Below are some records; state how many of their lines contain the word "transient", and add nothing.

[Dataset entries]
- Opening Delimiter -

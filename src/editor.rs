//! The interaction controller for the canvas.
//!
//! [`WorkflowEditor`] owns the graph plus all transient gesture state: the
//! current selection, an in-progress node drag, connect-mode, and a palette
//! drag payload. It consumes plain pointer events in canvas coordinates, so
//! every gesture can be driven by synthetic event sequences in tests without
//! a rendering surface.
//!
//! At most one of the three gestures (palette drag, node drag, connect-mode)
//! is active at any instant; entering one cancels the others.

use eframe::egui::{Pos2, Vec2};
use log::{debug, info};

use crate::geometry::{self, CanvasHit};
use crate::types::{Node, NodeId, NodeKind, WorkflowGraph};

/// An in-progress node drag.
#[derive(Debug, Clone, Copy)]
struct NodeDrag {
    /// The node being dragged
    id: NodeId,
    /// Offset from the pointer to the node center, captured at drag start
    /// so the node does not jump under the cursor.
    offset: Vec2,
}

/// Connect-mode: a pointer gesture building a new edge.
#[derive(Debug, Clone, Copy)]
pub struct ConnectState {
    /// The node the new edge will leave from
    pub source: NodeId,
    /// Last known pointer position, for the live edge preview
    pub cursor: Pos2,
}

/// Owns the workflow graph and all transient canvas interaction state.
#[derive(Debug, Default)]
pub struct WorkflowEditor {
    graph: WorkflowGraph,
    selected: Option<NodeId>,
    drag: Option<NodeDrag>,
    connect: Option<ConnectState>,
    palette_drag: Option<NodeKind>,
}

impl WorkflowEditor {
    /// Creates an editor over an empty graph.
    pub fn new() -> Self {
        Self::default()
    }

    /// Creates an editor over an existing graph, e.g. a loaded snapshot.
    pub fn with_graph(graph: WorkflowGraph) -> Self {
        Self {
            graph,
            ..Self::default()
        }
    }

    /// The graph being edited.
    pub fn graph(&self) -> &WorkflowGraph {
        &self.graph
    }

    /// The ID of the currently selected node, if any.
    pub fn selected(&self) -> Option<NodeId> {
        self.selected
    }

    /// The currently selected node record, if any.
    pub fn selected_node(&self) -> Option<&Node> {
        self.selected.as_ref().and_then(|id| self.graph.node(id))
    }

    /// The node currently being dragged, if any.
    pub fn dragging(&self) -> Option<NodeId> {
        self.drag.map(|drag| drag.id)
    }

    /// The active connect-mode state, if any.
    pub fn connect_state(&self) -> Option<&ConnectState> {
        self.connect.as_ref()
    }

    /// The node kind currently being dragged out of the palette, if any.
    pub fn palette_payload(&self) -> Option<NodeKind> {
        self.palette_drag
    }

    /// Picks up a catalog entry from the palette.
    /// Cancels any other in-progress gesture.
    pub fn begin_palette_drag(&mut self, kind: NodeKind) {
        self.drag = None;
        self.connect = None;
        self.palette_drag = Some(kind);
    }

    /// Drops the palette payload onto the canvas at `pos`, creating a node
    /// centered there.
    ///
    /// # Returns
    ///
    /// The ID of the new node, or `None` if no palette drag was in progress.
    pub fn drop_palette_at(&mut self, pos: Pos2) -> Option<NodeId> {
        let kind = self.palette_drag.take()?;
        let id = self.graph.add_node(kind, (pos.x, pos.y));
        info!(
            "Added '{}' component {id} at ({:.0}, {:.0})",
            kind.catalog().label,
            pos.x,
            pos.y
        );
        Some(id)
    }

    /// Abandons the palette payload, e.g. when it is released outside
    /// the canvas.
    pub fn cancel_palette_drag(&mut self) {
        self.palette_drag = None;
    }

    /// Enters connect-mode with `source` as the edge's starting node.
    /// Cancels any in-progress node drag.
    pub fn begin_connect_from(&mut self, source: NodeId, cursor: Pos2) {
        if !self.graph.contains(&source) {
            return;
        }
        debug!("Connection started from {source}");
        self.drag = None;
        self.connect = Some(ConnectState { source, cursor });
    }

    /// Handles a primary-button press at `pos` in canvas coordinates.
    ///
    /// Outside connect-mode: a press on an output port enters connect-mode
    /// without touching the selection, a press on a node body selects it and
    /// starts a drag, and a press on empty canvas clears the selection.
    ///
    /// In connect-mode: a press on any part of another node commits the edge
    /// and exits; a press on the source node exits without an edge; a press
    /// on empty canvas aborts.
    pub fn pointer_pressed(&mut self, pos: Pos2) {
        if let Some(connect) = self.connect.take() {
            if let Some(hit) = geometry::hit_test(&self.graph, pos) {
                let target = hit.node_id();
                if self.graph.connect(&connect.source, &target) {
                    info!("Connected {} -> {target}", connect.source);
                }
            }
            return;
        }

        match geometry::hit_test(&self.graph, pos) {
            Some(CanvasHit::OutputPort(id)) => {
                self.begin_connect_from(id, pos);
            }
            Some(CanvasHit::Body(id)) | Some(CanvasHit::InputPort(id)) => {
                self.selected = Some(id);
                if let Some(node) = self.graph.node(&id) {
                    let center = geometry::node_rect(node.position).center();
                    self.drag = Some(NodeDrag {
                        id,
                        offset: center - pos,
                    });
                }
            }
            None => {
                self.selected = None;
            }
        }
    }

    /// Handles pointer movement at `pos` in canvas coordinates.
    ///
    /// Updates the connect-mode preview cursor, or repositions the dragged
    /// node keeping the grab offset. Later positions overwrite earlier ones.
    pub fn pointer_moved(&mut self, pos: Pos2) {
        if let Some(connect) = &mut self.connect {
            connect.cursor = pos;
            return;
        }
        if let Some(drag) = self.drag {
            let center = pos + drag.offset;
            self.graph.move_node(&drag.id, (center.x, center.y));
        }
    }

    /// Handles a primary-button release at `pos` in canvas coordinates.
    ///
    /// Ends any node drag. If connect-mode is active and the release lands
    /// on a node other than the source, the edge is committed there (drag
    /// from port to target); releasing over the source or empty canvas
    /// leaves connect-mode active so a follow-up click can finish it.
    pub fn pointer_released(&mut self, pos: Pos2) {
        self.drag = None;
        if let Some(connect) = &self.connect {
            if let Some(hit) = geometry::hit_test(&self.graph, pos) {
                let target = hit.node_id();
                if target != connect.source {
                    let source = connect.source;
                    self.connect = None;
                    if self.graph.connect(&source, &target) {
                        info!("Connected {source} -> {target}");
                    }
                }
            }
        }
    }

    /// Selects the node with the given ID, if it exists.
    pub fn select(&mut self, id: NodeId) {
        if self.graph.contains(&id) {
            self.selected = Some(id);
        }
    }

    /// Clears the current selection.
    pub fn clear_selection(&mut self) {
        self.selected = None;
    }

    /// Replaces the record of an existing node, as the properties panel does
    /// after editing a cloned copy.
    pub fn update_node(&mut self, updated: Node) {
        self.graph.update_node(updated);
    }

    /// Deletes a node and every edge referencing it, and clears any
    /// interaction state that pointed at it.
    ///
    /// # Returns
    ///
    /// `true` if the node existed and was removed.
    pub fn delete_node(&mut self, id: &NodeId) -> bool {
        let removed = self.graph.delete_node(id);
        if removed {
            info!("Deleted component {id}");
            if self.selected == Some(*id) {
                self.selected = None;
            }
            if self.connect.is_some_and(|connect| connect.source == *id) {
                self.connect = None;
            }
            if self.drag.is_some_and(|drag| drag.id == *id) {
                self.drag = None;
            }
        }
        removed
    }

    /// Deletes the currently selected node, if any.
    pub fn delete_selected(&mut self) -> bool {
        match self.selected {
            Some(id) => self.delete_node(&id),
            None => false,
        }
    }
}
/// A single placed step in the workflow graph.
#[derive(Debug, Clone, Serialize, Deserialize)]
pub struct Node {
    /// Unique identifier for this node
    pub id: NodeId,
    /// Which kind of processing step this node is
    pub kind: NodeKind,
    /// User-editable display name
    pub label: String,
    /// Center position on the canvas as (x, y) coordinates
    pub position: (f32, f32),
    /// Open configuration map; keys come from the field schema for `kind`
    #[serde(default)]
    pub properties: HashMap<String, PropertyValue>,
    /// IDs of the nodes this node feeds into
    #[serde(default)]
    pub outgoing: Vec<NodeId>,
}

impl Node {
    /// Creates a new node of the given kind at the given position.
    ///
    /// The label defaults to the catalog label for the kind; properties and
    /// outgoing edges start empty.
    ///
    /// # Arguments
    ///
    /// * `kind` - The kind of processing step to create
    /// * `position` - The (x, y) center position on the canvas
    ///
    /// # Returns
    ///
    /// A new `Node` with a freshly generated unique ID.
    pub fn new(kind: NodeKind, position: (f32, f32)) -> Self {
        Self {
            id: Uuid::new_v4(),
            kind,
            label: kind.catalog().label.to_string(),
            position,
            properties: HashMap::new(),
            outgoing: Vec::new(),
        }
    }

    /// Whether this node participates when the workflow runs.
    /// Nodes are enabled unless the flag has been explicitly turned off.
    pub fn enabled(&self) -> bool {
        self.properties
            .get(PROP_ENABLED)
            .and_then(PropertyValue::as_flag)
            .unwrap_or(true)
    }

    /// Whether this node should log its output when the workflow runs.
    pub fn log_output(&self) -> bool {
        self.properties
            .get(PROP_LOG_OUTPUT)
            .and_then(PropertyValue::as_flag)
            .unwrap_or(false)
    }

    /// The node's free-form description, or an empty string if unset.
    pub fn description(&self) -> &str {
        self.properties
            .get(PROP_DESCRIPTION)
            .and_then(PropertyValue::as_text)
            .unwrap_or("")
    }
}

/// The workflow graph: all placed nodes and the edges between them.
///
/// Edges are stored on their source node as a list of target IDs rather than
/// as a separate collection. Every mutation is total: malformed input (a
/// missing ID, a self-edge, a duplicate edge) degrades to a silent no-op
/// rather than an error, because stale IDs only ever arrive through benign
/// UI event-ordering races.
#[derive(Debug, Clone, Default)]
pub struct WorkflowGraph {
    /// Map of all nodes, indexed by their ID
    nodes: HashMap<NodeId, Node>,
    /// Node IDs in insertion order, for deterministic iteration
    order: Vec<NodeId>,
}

- Closing Delimiter -

Problem solution: 2